I can no longer take my dog for a walk or garden or go on hikes in the woods or climb a mountain or dance. These things are all decidedly superfluous. I still have a good sense of humor, and can laugh about stupid shit, and still have a taste for good food – maybe too much so­ ­- and­­ I can still write using dictation, so there’s that. I have to be grateful for these things because I don’t know how long they will last – so I cling to them as if these parts of myself are all I have left - and in fact, they sort of are.

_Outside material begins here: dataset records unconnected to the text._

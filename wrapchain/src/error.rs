//! Error type for chain construction and invocation.

use thiserror::Error;

/// Errors surfaced by a [`Chain`](crate::Chain) or raised by its callables.
///
/// The chain itself only produces [`EmptyChain`](ChainError::EmptyChain),
/// [`TooDeep`](ChainError::TooDeep) and [`Config`](ChainError::Config).
/// Anything a callable returns passes through `invoke` untouched.
#[non_exhaustive]
#[derive(Debug, Error)]
pub enum ChainError {
    /// `wrap_bottom` needs at least one unit to append after.
    #[error("cannot append to an empty chain")]
    EmptyChain,

    /// The depth guard stopped a follow-on from running.
    #[error("chain too deep: depth limit of {limit} units reached")]
    TooDeep {
        /// The configured `max_depth`.
        limit: usize,
    },

    /// A chain configuration could not be parsed.
    #[error("invalid chain config: {0}")]
    Config(String),

    /// A callable failed.
    #[error("unit failed: {0}")]
    Failed(String),

    /// Catch-all for callable errors.
    #[error("{0}")]
    Other(#[from] Box<dyn std::error::Error + Send + Sync>),
}
//! Chains emit tracing events under an installed subscriber without
//! changing their outcomes.

use wrapchain::*;

fn init_tracing() {
    let _ = tracing_subscriber::fmt()
        .with_max_level(tracing::Level::TRACE)
        .with_test_writer()
        .try_init();
}

#[test]
fn labelled_chain_logs_and_runs() {
    init_tracing();
    let config = ChainConfig::from_json(r#"{"label": "checkout", "max_depth": 2}"#).unwrap();
    let mut chain = Chain::with_config(config)
        .wrap_top(wrap_fn(|_: &(), args: u8, next| next.invoke(args)), ());
    chain
        .wrap_bottom(wrap_fn(|_: &(), args: u8, _next| Ok(Some(args + 1))), ())
        .unwrap();

    assert_eq!(chain.config().label.as_deref(), Some("checkout"));
    assert_eq!(chain.invoke(1).unwrap(), Some(2));

    chain
        .wrap_bottom(wrap_fn(|_: &(), args: u8, _next| Ok(Some(args))), ())
        .unwrap();
    assert_eq!(chain.release_all(), 3);
}

#[test]
fn depth_guard_logs_and_fails() {
    init_tracing();
    let chain = Chain::with_config(ChainConfig::default().with_label("loop").with_max_depth(1))
        .wrap_top(wrap_fn(|_: &(), args: u8, _next| Ok(Some(args))), ())
        .wrap_top(wrap_fn(|_: &(), args: u8, next| next.invoke(args)), ());

    assert!(matches!(chain.invoke(0), Err(ChainError::TooDeep { limit: 1 })));
}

Part of the frustration is the fact that I have always been an outgoing, verbal person, loving to be among people, talking, talking, talking - let's face it, blabbering, if you want to know the truth. This disease presents itself in exactly the opposite way – rendering it difficult to socialize in a group because I can’t be understood very well. It goes against my blabbermouth nature.


There is a very real danger of becoming so entrenched in who I was, and who I am now, and wallowing in that, and in my own self-pity. I don’t want to do that. I don’t want to be one of those people who only talk about their health or lack of it. I would much rather talk about things like writing or politics or ideas because that’s what keeps me interested and alive as a whole person rather than a half, which is how I feel most the time. So, to talk about things of a higher nature allows me the opportunity to rise above this disease, to rise above myself. To step out of myself and think of other things for a while, to focus on the exceptional.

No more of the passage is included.